De geheimen van het Academiegebouw
Het is misschien wel het mooiste gebouw van de hele binnenstad; het Academiegebouw. Als je hier niet voor college komt, dan is het wel voor de uitreiking van een P, B of M. Het paradepaardje van de RUG heeft iets magisch. De Studentenkrant nam een kijkje in de hoekjes en gaatjes van het gebouw die voor menig student onbetreden zullen blijven. We worden rondgeleid door de heer Borg, werkzaam bij het Bureau van de Universiteit, die ons meeneemt naar de bijzondere plekjes van het gebouw terwijl hij enthousiast vertelt over haar historie.
Hoewel de universiteit stamt uit 1614, is het gebouw een stuk jonger. Het is het derde Academiegebouw dat op deze plek werd gebouwd: Het eerste gebouw sneuvelde ergens in 1846 en het tweede Academiegebouw ging in as op, helaas tezamen met veel van de relikwieën die het gebouw herbergde. De schatten die overbleven hebben we te danken aan Carel Coenraad Geertsema, die indertijd president-curator was van het gebouw. Toen hij merkte dat het gebouw in lichterlaaie stond, mobiliseerde hij alle personen die hij onderweg naar het gebouw tegenkwam om onder zijn leiding naar binnen te rennen en te redden wat maar beweegbaar was. Stadjers, studenten en priesters sleepten samen alles naar buiten. Het huidige Academiegebouw stamt uit 1909 en is gebouwd op de fundamenten van het vorige gebouw. De UB is overigens gebouwd op de botten van de eerste hoogleraren, die werden begraven in en rondom de Broerkerk die tot 1982 de Broerstraat sierde.
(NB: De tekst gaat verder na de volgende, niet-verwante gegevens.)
//! Live curl session: rep boundary detection around the evaluator.
//!
//! The evaluator records whatever interval it is told to. This module
//! supplies the boundary rule the coaching app uses: a rep opens when the
//! smoothed elbow velocity turns clearly positive and closes at the top of
//! the curl, when the remembered velocity sign flips from positive to
//! negative. Velocities inside a small deadband count as "no direction" and
//! do not overwrite the remembered sign.
//!
//! # Example
//!
//! ```
//! use rep_quality::{CurlSession, Packet};
//!
//! let mut session = CurlSession::new();
//! let mut seq = 0u16;
//! let mut feed = |session: &mut CurlSession, angle: f64| {
//!     seq = seq.wrapping_add(1);
//!     session.process(&Packet::new(seq, angle, 0.0))
//! };
//!
//! for _ in 0..60 {
//!     feed(&mut session, 0.0);
//! }
//! let mut completed = Vec::new();
//! for i in 0..90 {
//!     let base = if i < 45 { f64::from(i) / 45.0 } else { f64::from(90 - i) / 45.0 };
//!     completed.extend(feed(&mut session, 120.0 * base).completed);
//! }
//! assert_eq!(completed.len(), 1);
//! assert_eq!(session.rep_count(), 1);
//! ```

use tracing::debug;

use crate::config::EvaluatorConfig;
use crate::error::Result;
use crate::evaluator::Evaluator;
use crate::frame::ImuFrame;
use crate::metrics::{FormChecksDisabled, FormPolicy, RepResult};
use crate::packet::{Packet, Snapshot};

/// Default velocity deadband (degrees/s).
pub const DEFAULT_DEADBAND_DEG_S: f64 = 1.0;

/// Encouragement rotated through on clean reps.
pub const POSITIVE_CUES: [&str; 4] = ["Good form", "Keep it up", "Nice rep", "Solid tempo"];

/// Direction of elbow motion, with a deadband.
#[derive(Debug, Clone, Copy, PartialEq, Eq)]
pub enum Direction {
    /// Flexing (angle increasing).
    Up,
    /// Extending (angle decreasing).
    Down,
    /// Undefined or inside the deadband.
    Still,
}

impl Direction {
    /// Classify a velocity.
    #[must_use]
    pub fn of(velocity: Option<f64>, deadband: f64) -> Self {
        match velocity {
            Some(v) if v.is_finite() && v.abs() >= deadband => {
                if v > 0.0 {
                    Self::Up
                } else {
                    Self::Down
                }
            }
            _ => Self::Still,
        }
    }
}

/// Rep boundary emitted by the detector.
#[derive(Debug, Clone, Copy, PartialEq, Eq)]
pub enum RepBoundary {
    /// Open a rep.
    Start,
    /// Close the open rep.
    End,
}

/// Velocity-sign rep boundary rule.
#[derive(Debug, Clone, PartialEq)]
pub struct RepDetector {
    deadband: f64,
    last_direction: Option<Direction>,
    active: bool,
}

impl RepDetector {
    /// Detector with the given deadband (degrees/s).
    #[must_use]
    pub const fn new(deadband: f64) -> Self {
        Self {
            deadband,
            last_direction: None,
            active: false,
        }
    }

    /// Feed the latest smoothed elbow velocity.
    pub fn observe(&mut self, elbow_vel: Option<f64>) -> Option<RepBoundary> {
        let direction = Direction::of(elbow_vel, self.deadband);
        let previous = self.last_direction;
        if direction != Direction::Still {
            self.last_direction = Some(direction);
        }

        match direction {
            Direction::Up if !self.active => {
                self.active = true;
                Some(RepBoundary::Start)
            }
            Direction::Down if self.active && previous == Some(Direction::Up) => {
                self.active = false;
                Some(RepBoundary::End)
            }
            _ => None,
        }
    }

    /// Whether a rep is open.
    #[must_use]
    pub const fn is_active(&self) -> bool {
        self.active
    }

    /// Forget direction history and close any rep.
    pub fn reset(&mut self) {
        self.last_direction = None;
        self.active = false;
    }
}

impl Default for RepDetector {
    fn default() -> Self {
        Self::new(DEFAULT_DEADBAND_DEG_S)
    }
}

/// Tone of a coaching cue.
#[derive(Debug, Clone, Copy, PartialEq, Eq)]
pub enum CueTone {
    /// Encouragement.
    Positive,
    /// Form correction.
    Alert,
}

/// Cue shown to the athlete after a rep.
#[derive(Debug, Clone, Copy, PartialEq, Eq)]
pub struct CoachCue {
    /// Text to display.
    pub text: &'static str,
    /// Presentation tone.
    pub tone: CueTone,
}

impl CoachCue {
    /// Cue for a rep: the issue's correction if flagged, otherwise a
    /// rotating encouragement keyed by the rep number.
    #[must_use]
    pub fn for_rep(rep_number: u32, result: &RepResult) -> Self {
        match (result.issue, result.coach_cue) {
            (Some(issue), text) => Self {
                text: text.unwrap_or_else(|| issue.coach_cue()),
                tone: CueTone::Alert,
            },
            (None, _) => Self {
                text: POSITIVE_CUES[rep_number as usize % POSITIVE_CUES.len()],
                tone: CueTone::Positive,
            },
        }
    }
}

/// A rep closed by the session.
#[derive(Debug, Clone, Copy, PartialEq)]
pub struct CompletedRep {
    /// 1-based rep number within the session.
    pub rep_number: u32,
    /// Rep duration (seconds of reconstructed stream time).
    pub rep_time_s: f64,
    /// Evaluator output.
    pub result: RepResult,
    /// Cue for the athlete.
    pub cue: CoachCue,
}

/// Outcome of one processed packet.
#[derive(Debug, Clone, Copy, PartialEq)]
pub struct SessionUpdate {
    /// Smoothed state after the packet.
    pub snapshot: Snapshot,
    /// Rep closed by this packet, if any.
    pub completed: Option<CompletedRep>,
}

/// Evaluator plus boundary detection, rep counting and session time.
///
/// Session time is the sum of reconstructed packet intervals, so it pauses
/// with the stream and widens across dropped packets.
#[derive(Debug, Clone, PartialEq)]
pub struct CurlSession<P = FormChecksDisabled> {
    evaluator: Evaluator<P>,
    detector: RepDetector,
    session_time_s: f64,
    rep_started_at_s: f64,
    rep_count: u32,
}

impl CurlSession {
    /// Session with default evaluator and detector.
    #[must_use]
    pub fn new() -> Self {
        Self::with_evaluator(Evaluator::new(), RepDetector::default())
    }

    /// Session with a custom evaluator configuration.
    ///
    /// # Errors
    ///
    /// Returns an error if the configuration does not validate.
    pub fn with_config(config: EvaluatorConfig) -> Result<Self> {
        Ok(Self::with_evaluator(
            Evaluator::with_config(config)?,
            RepDetector::default(),
        ))
    }
}

impl Default for CurlSession {
    fn default() -> Self {
        Self::new()
    }
}

impl<P: FormPolicy> CurlSession<P> {
    /// Session around an existing evaluator and detector.
    #[must_use]
    pub const fn with_evaluator(evaluator: Evaluator<P>, detector: RepDetector) -> Self {
        Self {
            evaluator,
            detector,
            session_time_s: 0.0,
            rep_started_at_s: 0.0,
            rep_count: 0,
        }
    }

    /// Process one packet.
    pub fn process(&mut self, packet: &Packet) -> SessionUpdate {
        let snapshot = self.evaluator.update(packet);
        self.session_time_s += self.evaluator.last_dt();

        let completed = match self.detector.observe(snapshot.elbow_vel) {
            Some(RepBoundary::Start) => {
                self.evaluator.start_rep();
                self.rep_started_at_s = self.session_time_s;
                None
            }
            Some(RepBoundary::End) => Some(self.complete_rep()),
            None => None,
        };

        SessionUpdate {
            snapshot,
            completed,
        }
    }

    /// Decode and process one raw sensor notification.
    ///
    /// # Errors
    ///
    /// Returns an error if the notification is not a full frame.
    pub fn process_frame(&mut self, bytes: &[u8]) -> Result<SessionUpdate> {
        let frame = ImuFrame::decode(bytes)?;
        Ok(self.process(&frame.to_packet()))
    }

    /// Decode and process one bridge JSON payload.
    ///
    /// # Errors
    ///
    /// Returns an error if the payload is not a valid packet.
    #[cfg(feature = "serde")]
    pub fn process_json(&mut self, payload: &str) -> Result<SessionUpdate> {
        let packet = Packet::from_json(payload)?;
        Ok(self.process(&packet))
    }

    fn complete_rep(&mut self) -> CompletedRep {
        let rep_time_s = self.session_time_s - self.rep_started_at_s;
        let result = self.evaluator.end_rep(rep_time_s, self.session_time_s);
        self.rep_count += 1;
        let cue = CoachCue::for_rep(self.rep_count, &result);
        debug!(
            rep = self.rep_count,
            rep_time_s,
            rom = result.metrics.rom,
            cue = cue.text,
            "rep completed"
        );
        CompletedRep {
            rep_number: self.rep_count,
            rep_time_s,
            result,
            cue,
        }
    }

    /// Reset everything: new set, or transport disconnect.
    pub fn reset(&mut self) {
        self.evaluator.reset();
        self.detector.reset();
        self.session_time_s = 0.0;
        self.rep_started_at_s = 0.0;
        self.rep_count = 0;
    }

    /// Completed reps so far.
    #[must_use]
    pub const fn rep_count(&self) -> u32 {
        self.rep_count
    }

    /// Reconstructed stream time (seconds).
    #[must_use]
    pub const fn session_time_s(&self) -> f64 {
        self.session_time_s
    }

    /// Underlying evaluator.
    #[must_use]
    pub const fn evaluator(&self) -> &Evaluator<P> {
        &self.evaluator
    }

    /// Mutable evaluator, e.g. to run a manual calibration.
    pub fn evaluator_mut(&mut self) -> &mut Evaluator<P> {
        &mut self.evaluator
    }
}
Binnen in het gebouw zijn ontelbare artefacten te zien voor wie zijn ogen maar goed de kost geeft. Zo is de grafsteen van Ubbo Emmius, eerste rector magnificus, te vinden in de hal en hangt op de eerste verdieping bij de faculteitskamers het vaandel dat gedragen werd door de Vrijwillige Studenten Flankeurs, die in 1830 meevochten tijdens de Belgische opstand. Het heeft niet mogen baten, de Belgen kregen hun onafhankelijkheid. In de compagnie viel er één dode; een student die uit een boom viel waar hij dronken in was geklommen. Daarnaast hangen de senaatszaal en alle faculteitskamers vol met portretten van hoogleraren. Wie zo’n portret wil, kan dit aanvragen. Wel moet je dan zelf even het bedrag voor het schilderij neertellen en het vervolgens schenken aan de universiteit. Helaas moet je minstens tien jaar hoogleraar zijn geweest aan de universiteit willen ze je portret ophangen. Maar dan ben je wel officieel een baas, vereeuwigd aan de muur van de kamer van je faculteit.
De kelder van het gebouw huist, naast het ons allen bekende restaurant, een fitnessruimte. Deze compleet ingerichte ‘health club’ schijnt echter nauwelijks gebruikt te worden. Jammer. Maar er is meer. In dezelfde hal vind je een soos met de uitstraling van een luxe GK, compleet met biljarttafel en bar. Hier komen medewerkers en oud-medewerkers tijdens de lunch of na werk om gezellig te bridgen, biljarten of een biertje te doen.
Tot slot mochten wij een exclusief kijkje nemen in de academietoren. Via een kantoor van het Honours College brengt een wat wankele trap je naar boven, naar het hokje van beiaardier Auke de Boer die twee keer per week deze klim maakt. Vanaf daar leiden houten trapjes je nog hoger, waar je vlak onder de klok uitkomt. Het uitzicht vanaf hier is adembenemend, de reis weer terug naar beneden ook.
Kijk de volgende keer als je het Academiegebouw binnenstapt eens goed om je heen. Van het glas-in-loodraam in de hal, de kunstwerken op de muren van het gebouw en de prachtige relikwieën die in elk vertrek te vinden zijn: de ‘geheimen’ van 400 jaar RUG schuilen overal voor iedereen die verder kijkt dan z’n neus lang is.